Task goal: Below are entries. Copy exactly the lines running from the line that holds "pub fn with_root(mut" to the line that holds "pub fn with_problem(mut", with both ends included.

═════ Input data ═════

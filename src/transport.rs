// Copyright (c) 2025 Deephaven Client Contributors
//
// Licensed under the Apache License, Version 2.0 (the "License");
// you may not use this file except in compliance with the License.
// You may obtain a copy of the License at
//
//     http://www.apache.org/licenses/LICENSE-2.0
//
// Unless required by applicable law or agreed to in writing, software
// distributed under the License is distributed on an "AS IS" BASIS,
// WITHOUT WARRANTIES OR CONDITIONS OF ANY KIND, either express or implied.
// See the License for the specific language governing permissions and
// limitations under the License.

//! The black-box server transport.
//!
//! The wire protocol, message encoding, and websocket plumbing live behind
//! [`ServerTransport`]. The client only relies on the request shapes below:
//!
//! - `send`: ordered fire-and-forget write.
//! - `invoke`: direct-callback shape. Awaiting `invoke` means the request is
//!   on the wire; the returned oneshot receiver resolves with the dedicated
//!   success/failure reply for that request. A dropped sender is a transport
//!   error.
//! - `send_batch`: batch shape. The synchronous acknowledgment may carry
//!   inline failures; otherwise the real result arrives later as an
//!   out-of-band [`ServerEvent::ExportCreated`] keyed by handle id.
//! - `release`: fire-and-forget server-side disposal of one handle.
//!
//! Push notifications reach the client as a plain
//! `mpsc::UnboundedReceiver<ServerEvent>` handed to
//! [`SessionContext::attach`](crate::session::SessionContext::attach) — one
//! sequential event queue per connection, consumed in receipt order.

use crate::error::Result;
use crate::types::{RowRange, TableDefinition, TableOperation, TableSnapshot, TableUpdate};
use async_trait::async_trait;
use serde::{Deserialize, Serialize};
use std::fmt;
use tokio::sync::oneshot;

/// Receiver half of a direct-callback reply channel.
pub type ReplyReceiver = oneshot::Receiver<Result<ServerReply>>;

/// Requests with the `send`/`invoke` shapes.
#[derive(Debug, Clone, PartialEq, Serialize, Deserialize)]
pub enum ServerRequest {
    /// Bind a named server table to a fresh client handle.
    FetchTable { name: String, result_id: i64 },
    /// Retrieve a snapshot of a row range over a column subset.
    GetTableData {
        table_id: i64,
        rows: RowRange,
        columns: Vec<String>,
    },
    /// Start pushing incremental updates for a viewport.
    Subscribe {
        table_id: i64,
        rows: RowRange,
        columns: Vec<String>,
    },
    /// Change the viewport of an existing subscription.
    UpdateSubscription {
        table_id: i64,
        rows: RowRange,
        columns: Vec<String>,
    },
    /// Stop pushing updates for a table.
    Unsubscribe { table_id: i64 },
    /// Renew the session auth token.
    RefreshAuthToken,
    /// Keepalive for the worker watchdog.
    Ping,
    /// Ask the primary server to stop a worker process.
    StopWorker { worker_id: String },
}

/// Successful resolution of a table-producing request.
#[derive(Debug, Clone, PartialEq, Serialize, Deserialize)]
pub struct DefinitionReply {
    /// Server-assigned id for the handle named in the request.
    pub server_id: i64,
    pub definition: TableDefinition,
}

/// Reply delivered on a direct-callback channel.
#[derive(Debug, Clone, PartialEq, Serialize, Deserialize)]
pub enum ServerReply {
    Definition(DefinitionReply),
    TableData(TableSnapshot),
    Ack,
}

/// A batch request: one table-producing operation applied to source handles,
/// producing the table bound to `result_id`.
#[derive(Debug, Clone, PartialEq, Serialize, Deserialize)]
pub struct BatchRequest {
    pub result_id: i64,
    pub source_ids: Vec<i64>,
    pub operation: TableOperation,
}

/// One inline failure in a batch acknowledgment.
#[derive(Debug, Clone, PartialEq, Eq, Serialize, Deserialize)]
pub struct BatchFailure {
    pub result_id: i64,
    pub message: String,
}

/// Synchronous acknowledgment of a batch request. Empty `failures` means
/// success is implied and the definition follows out-of-band.
#[derive(Debug, Clone, Default, PartialEq, Eq, Serialize, Deserialize)]
pub struct BatchAck {
    pub failures: Vec<BatchFailure>,
}

impl BatchAck {
    /// An acknowledgment with no inline failures.
    pub fn ok() -> Self {
        Self::default()
    }

    pub fn failed(result_id: i64, message: impl Into<String>) -> Self {
        Self {
            failures: vec![BatchFailure {
                result_id,
                message: message.into(),
            }],
        }
    }

    pub fn failure_for(&self, result_id: i64) -> Option<&BatchFailure> {
        self.failures.iter().find(|f| f.result_id == result_id)
    }
}

/// Push notifications from the server, delivered in receipt order.
#[derive(Debug, Clone, PartialEq, Serialize, Deserialize)]
pub enum ServerEvent {
    /// Out-of-band resolution of a batch-created table.
    ExportCreated {
        client_id: i64,
        server_id: i64,
        definition: TableDefinition,
    },
    /// Out-of-band failure of a batch-created table.
    ExportFailed { client_id: i64, message: String },
    /// Incremental delta for a subscribed table.
    Update { client_id: i64, update: TableUpdate },
    /// Full snapshot for a subscribed table.
    Snapshot {
        client_id: i64,
        snapshot: TableSnapshot,
    },
    /// The connection closed.
    Closed { code: u16, reason: String },
    /// Server keepalive.
    Ping,
}

/// Abstract interface to one remote server connection.
///
/// Implementations own the websocket, the message encoding, and the reply
/// correlation; the session layer guarantees that all calls for one
/// connection are issued from a single task, in order.
#[async_trait]
pub trait ServerTransport: Send + Sync + fmt::Debug {
    /// Write a fire-and-forget request. Delivery is ordered with respect to
    /// other calls on this transport.
    async fn send(&self, request: ServerRequest) -> Result<()>;

    /// Write a request that has a dedicated reply channel. Returns once the
    /// request is on the wire; the receiver resolves with the reply.
    async fn invoke(&self, request: ServerRequest) -> Result<ReplyReceiver>;

    /// Write a batch request and wait for its synchronous acknowledgment.
    async fn send_batch(&self, request: BatchRequest) -> Result<BatchAck>;

    /// Queue server-side disposal of one handle.
    async fn release(&self, handle_id: i64) -> Result<()>;
}


#[cfg(test)]
mod tests {
    use super::*;

    #[test]
    fn test_batch_ack_failure_lookup() {
        let ack = BatchAck::failed(3, "bad filter");
        assert!(ack.failure_for(3).is_some());
        assert!(ack.failure_for(4).is_none());
        assert_eq!(ack.failure_for(3).unwrap().message, "bad filter");

        assert!(BatchAck::ok().failure_for(3).is_none());
    }

    #[test]
    fn test_request_serializes() {
        let request = ServerRequest::GetTableData {
            table_id: 5,
            rows: RowRange::new(0, 99),
            columns: vec!["sym".into()],
        };
        let json = serde_json::to_string(&request).unwrap();
        let back: ServerRequest = serde_json::from_str(&json).unwrap();
        assert_eq!(back, request);
    }
}
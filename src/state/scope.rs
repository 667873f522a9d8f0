// Copyright (c) 2025 Deephaven Client Contributors
//
// Licensed under the Apache License, Version 2.0 (the "License");
// you may not use this file except in compliance with the License.
// You may obtain a copy of the License at
//
//     http://www.apache.org/licenses/LICENSE-2.0
//
// Unless required by applicable law or agreed to in writing, software
// distributed under the License is distributed on an "AS IS" BASIS,
// WITHOUT WARRANTIES OR CONDITIONS OF ANY KIND, either express or implied.
// See the License for the specific language governing permissions and
// limitations under the License.

use crate::state::{TableState, TableTracker};
use std::collections::HashMap;
use std::sync::atomic::{AtomicBool, AtomicU64, Ordering};
use std::sync::{Arc, Mutex, Weak};
use tracing::{debug, trace};

static NEXT_SCOPE_ID: AtomicU64 = AtomicU64::new(1);

struct ScopeInner {
    disposed: bool,
    trackers: HashMap<u64, Weak<TableTracker>>,
}

/// A disposal domain for tracker claims.
///
/// A scope holds its trackers weakly; the strong references live with
/// whoever created the claim. Disposing the scope disposes every still-alive
/// tracker, which detaches their claims from the underlying states.
pub struct TableScope {
    id: u64,
    inner: Mutex<ScopeInner>,
}

impl TableScope {
    pub fn new() -> Arc<Self> {
        Arc::new(Self {
            id: NEXT_SCOPE_ID.fetch_add(1, Ordering::Relaxed),
            inner: Mutex::new(ScopeInner {
                disposed: false,
                trackers: HashMap::new(),
            }),
        })
    }

    pub fn id(&self) -> u64 {
        self.id
    }

    pub fn is_disposed(&self) -> bool {
        self.inner.lock().unwrap().disposed
    }

    /// Returns false when the scope is already disposed; the tracker is then
    /// not managed by this scope.
    pub(crate) fn register(&self, tracker: &Arc<TableTracker>) -> bool {
        let mut inner = self.inner.lock().unwrap();
        if inner.disposed {
            trace!(
                scope_id = self.id,
                tracker_id = tracker.id(),
                "register on disposed scope ignored"
            );
            return false;
        }
        inner.trackers.insert(tracker.id(), Arc::downgrade(tracker));
        true
    }

    pub(crate) fn unregister(&self, tracker_id: u64) {
        let mut inner = self.inner.lock().unwrap();
        inner.trackers.remove(&tracker_id);
    }

    /// Dispose every tracker registered with this scope. Idempotent.
    pub fn dispose(&self) {
        let trackers = {
            let mut inner = self.inner.lock().unwrap();
            if inner.disposed {
                return;
            }
            inner.disposed = true;
            std::mem::take(&mut inner.trackers)
        };
        debug!(scope_id = self.id, count = trackers.len(), "disposing scope");
        for weak in trackers.into_values() {
            if let Some(tracker) = weak.upgrade() {
                tracker.dispose();
            }
        }
    }
}

impl std::fmt::Debug for TableScope {
    fn fmt(&self, f: &mut std::fmt::Formatter<'_>) -> std::fmt::Result {
        let inner = self.inner.lock().unwrap();
        f.debug_struct("TableScope")
            .field("id", &self.id)
            .field("disposed", &inner.disposed)
            .field("trackers", &inner.trackers.len())
            .finish()
    }
}

/// A throwaway scope that pins a set of states for the duration of one
/// in-flight request.
///
/// Unlike user-facing scopes, the keep-alive owns its trackers strongly so
/// the claims survive until the request completes. `dispose` runs exactly
/// once; dropping an undisposed keep-alive disposes it as a backstop.
#[derive(Debug)]
pub(crate) struct KeepAlive {
    scope: Arc<TableScope>,
    trackers: Vec<Arc<TableTracker>>,
    disposed: AtomicBool,
}

impl KeepAlive {
    /// Claim every state in `states` under a fresh scope.
    pub(crate) fn claim(states: &[Arc<TableState>]) -> Self {
        let scope = TableScope::new();
        let trackers = states
            .iter()
            .map(|state| TableTracker::create(&scope, Arc::clone(state)))
            .collect();
        Self {
            scope,
            trackers,
            disposed: AtomicBool::new(false),
        }
    }

    /// Release every claim. Idempotent.
    pub(crate) fn dispose(&self) {
        if self.disposed.swap(true, Ordering::AcqRel) {
            return;
        }
        self.scope.dispose();
    }
}

impl Drop for KeepAlive {
    fn drop(&mut self) {
        self.dispose();
    }
}

#[cfg(test)]
mod tests {
    use super::*;

    #[test]
    fn test_register_after_dispose_ignored() {
        let scope = TableScope::new();
        scope.dispose();
        assert!(scope.is_disposed());
        // Double dispose is a no-op.
        scope.dispose();
    }
}
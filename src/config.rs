//! Run configuration for the fixture harness.

use std::path::PathBuf;

use crate::problem::ProblemKind;

/// Directory scanned for `<kind>/` fixture folders when no root is given.
pub const DEFAULT_FIXTURES_ROOT: &str = "test_cases";

/// Extension (without the dot) of fixture files.
pub const DEFAULT_FIXTURE_EXTENSION: &str = "txt";

/// How array bodies with non-integer elements are treated.
#[derive(Debug, Clone, Copy, PartialEq, Eq, Default)]
pub enum ArrayParseMode {
    /// Skip the element and log a warning.
    #[default]
    Lenient,
    /// Fail the fixture with `MalformedElement`.
    Strict,
}

/// Configuration for one harness run
#[derive(Debug, Clone)]
pub struct RunConfig {
    /// Root directory holding one subdirectory per problem kind
    pub root: PathBuf,
    /// Restrict the run to a single problem kind
    pub problem: Option<ProblemKind>,
    /// Fixture file extension, without the leading dot
    pub extension: String,
    /// Print the run duration after the summary
    pub verbose: bool,
    /// Stop at the first failed fixture
    pub stop_on_fail: bool,
    /// Keep only fixtures whose file name contains this keyword
    pub filter: Option<String>,
    /// Treatment of malformed array elements
    pub parse_mode: ArrayParseMode,
    /// Emit ANSI colors in the console report
    pub color: bool,
}

impl Default for RunConfig {
    fn default() -> Self {
        Self {
            root: PathBuf::from(DEFAULT_FIXTURES_ROOT),
            problem: None,
            extension: DEFAULT_FIXTURE_EXTENSION.to_string(),
            verbose: false,
            stop_on_fail: false,
            filter: None,
            parse_mode: ArrayParseMode::Lenient,
            color: true,
        }
    }
}

impl RunConfig {
    /// Create a new config with default settings
    pub fn new() -> Self {
        Self::default()
    }

    /// Set the fixtures root directory
    pub fn with_root(mut self, root: impl Into<PathBuf>) -> Self {
        self.root = root.into();
        self
    }

    /// Restrict the run to one problem kind
    pub fn with_problem(mut self, problem: impl Into<ProblemKind>) -> Self {
        self.problem = Some(problem.into());
        self
    }

    /// Set the fixture file extension (a leading dot is ignored)
    pub fn with_extension(mut self, extension: &str) -> Self {
        self.extension = extension.trim_start_matches('.').to_string();
        self
    }

    pub fn with_verbose(mut self, verbose: bool) -> Self {
        self.verbose = verbose;
        self
    }

    pub fn with_stop_on_fail(mut self, stop_on_fail: bool) -> Self {
        self.stop_on_fail = stop_on_fail;
        self
    }

    /// Set the fixture file-name keyword filter
    pub fn with_filter(mut self, filter: impl Into<String>) -> Self {
        self.filter = Some(filter.into());
        self
    }

    pub fn with_parse_mode(mut self, mode: ArrayParseMode) -> Self {
        self.parse_mode = mode;
        self
    }

    pub fn with_color(mut self, color: bool) -> Self {
        self.color = color;
        self
    }
}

═════

Task answer:
    pub fn with_root(mut self, root: impl Into<PathBuf>) -> Self {
        self.root = root.into();
        self
    }

    /// Restrict the run to one problem kind
    pub fn with_problem(mut self, problem: impl Into<ProblemKind>) -> Self {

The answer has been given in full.